In this paper, we propose RANM, a novel neural recommendation model for sequential recommendation with reviews. Our model incorporates both user’s long-term intrinsic preference and short-term preference to predict the user's rating of the target item. It utilizes aspect-level projections to extract aspect-level sentiment representations. The CNN and the SA layer cooperate with each other to extract global and local user features (including users to be predicted and neighbor users) and item features from the relevant review documents. A novel hierarchical attention model is proposed to capture the fine-grained alignment probability. At the same time, it uses the attention model to obtain union-level and individual-level short-term preferences. The experimental results show that RANM significantly outperforms various strong state-of-the-art methods.

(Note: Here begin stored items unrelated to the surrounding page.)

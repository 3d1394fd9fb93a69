use chrono::{DateTime, Utc};
use serde::{Deserialize, Serialize};

/// A synced block. `(sequence_start, sequence_end]` brackets the sequences
/// of every movement produced while processing this height; the `Block`
/// row is written last within a height's work and is therefore the sole
/// commit marker for that height.
#[derive(Debug, Clone, PartialEq, Serialize, Deserialize)]
pub struct Block {
    pub height: u64,
    pub hash: String,
    pub prev_hash: Option<String>,
    pub merkle_root: String,
    pub bits: String,
    pub nonce: u64,
    pub difficulty: f64,
    pub size: u64,
    pub version: i32,
    pub confirmations_at_ingest: i64,
    pub created_at: DateTime<Utc>,
    pub vins_count: u64,
    pub vouts_count: u64,
    pub sequence_start: u64,
    pub sequence_end: u64,
    pub is_confirmed: bool,
}
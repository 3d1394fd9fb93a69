//! Crate-wide error type.
//!
//! `Lock` is an ambient error kind for the process-lock boundary, alongside
//! the engine's own domain errors. `Reconciliation`/`Unreconciliation` are
//! fatal (they indicate a caller ordering bug or a corrupt log, respectively)
//! and must never be silently swallowed or retried.

use thiserror::Error;

#[derive(Debug, Error)]
pub enum Error {
    #[error("rpc error: {0}")]
    Rpc(String),

    #[error("store error: {0}")]
    Store(String),

    #[error(
        "RECONCILIATION ERROR: {endpoint} sequence {endpoint_sequence} >= next sequence {next_sequence}"
    )]
    Reconciliation {
        endpoint: &'static str,
        endpoint_sequence: u64,
        next_sequence: u64,
    },

    #[error(
        "UNRECONCILIATION ERROR: endpoint sequence {endpoint_sequence} > movement sequence {movement_sequence}"
    )]
    Unreconciliation {
        endpoint_sequence: u64,
        movement_sequence: u64,
    },

    #[error("decode error: {0}")]
    Decode(String),

    #[error("lock error: {0}")]
    Lock(String),
}

pub type Result<T> = std::result::Result<T, Error>;

impl From<bitcoincore_rpc::Error> for Error {
    fn from(err: bitcoincore_rpc::Error) -> Self {
        Error::Rpc(err.to_string())
    }
}

impl From<mongodb::error::Error> for Error {
    fn from(err: mongodb::error::Error) -> Self {
        Error::Store(err.to_string())
    }
}

impl From<bson::ser::Error> for Error {
    fn from(err: bson::ser::Error) -> Self {
        Error::Store(err.to_string())
    }
}

impl From<bson::de::Error> for Error {
    fn from(err: bson::de::Error) -> Self {
        Error::Store(err.to_string())
    }
}

impl From<serde_json::Error> for Error {
    fn from(err: serde_json::Error) -> Self {
        Error::Decode(err.to_string())
    }
}

impl From<std::io::Error> for Error {
    fn from(err: std::io::Error) -> Self {
        Error::Lock(err.to_string())
    }
}

impl From<toml::de::Error> for Error {
    fn from(err: toml::de::Error) -> Self {
        Error::Decode(format!("config: {}", err))
    }
}
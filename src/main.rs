//! Binary entry point: parse CLI args, load configuration, wire up the
//! concrete `NodeClient`/`Store`/`AddressClassifier` adapters, and hand off
//! to the `SyncCoordinator`.

use bulwark_carver::classify::ScriptClassifier;
use bulwark_carver::cli::Opt;
use bulwark_carver::config::Config;
use bulwark_carver::rpc::bitcoind::BitcoindClient;
use bulwark_carver::store::mongo::MongoStore;
use bulwark_carver::sync_coordinator::SyncCoordinator;

#[tokio::main]
async fn main() {
    env_logger::init();

    let opt = match Opt::from_args_safe() {
        Ok(opt) => opt,
        Err(err) => {
            eprintln!("{}", err);
            std::process::exit(1);
        }
    };

    if let Err(err) = run(opt).await {
        log::error!("{}", err);
        std::process::exit(1);
    }
}

async fn run(opt: Opt) -> bulwark_carver::Result<()> {
    let config = match &opt.config {
        Some(path) => Config::from_file(path)?,
        None => Config::default(),
    };

    let client = BitcoindClient::connect(&config.rpc)?;
    let store = MongoStore::connect(&config.store).await?;
    let classifier = ScriptClassifier;

    let coordinator = SyncCoordinator::new(&config, &client, &store, &classifier);

    if let Some(height) = opt.undo_height {
        return coordinator.undo_only(height).await;
    }

    coordinator.run(opt.force_rpc_height).await
}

Experiments demonstrate the superiority of our model, especially for sparse data. Furthermore, our model can interpret the recommendation results based on reviews. In future, we will extend RANM to consider the effect of each review on the recommendation. At the same time, the user's interest of point on the item can also be modelled in a more fine-grained and adaptive learning manner.

Data Availability

We perform our experiments on the Amazon-5cores dataset (http://jmcauley.ucsd.edu/data/amazon/). This dataset contains product purchase history from Amazon ranging from May 1996 to July 2014. We adopt 5-core settings over these datasets. We only retain the records in Yelp in 2018 (https://www.yelp.com/dataset/challenge/) as the final dataset, denoted as Yelp18.

Conflicts of Interest

The authors declare that they have no conflicts of interest.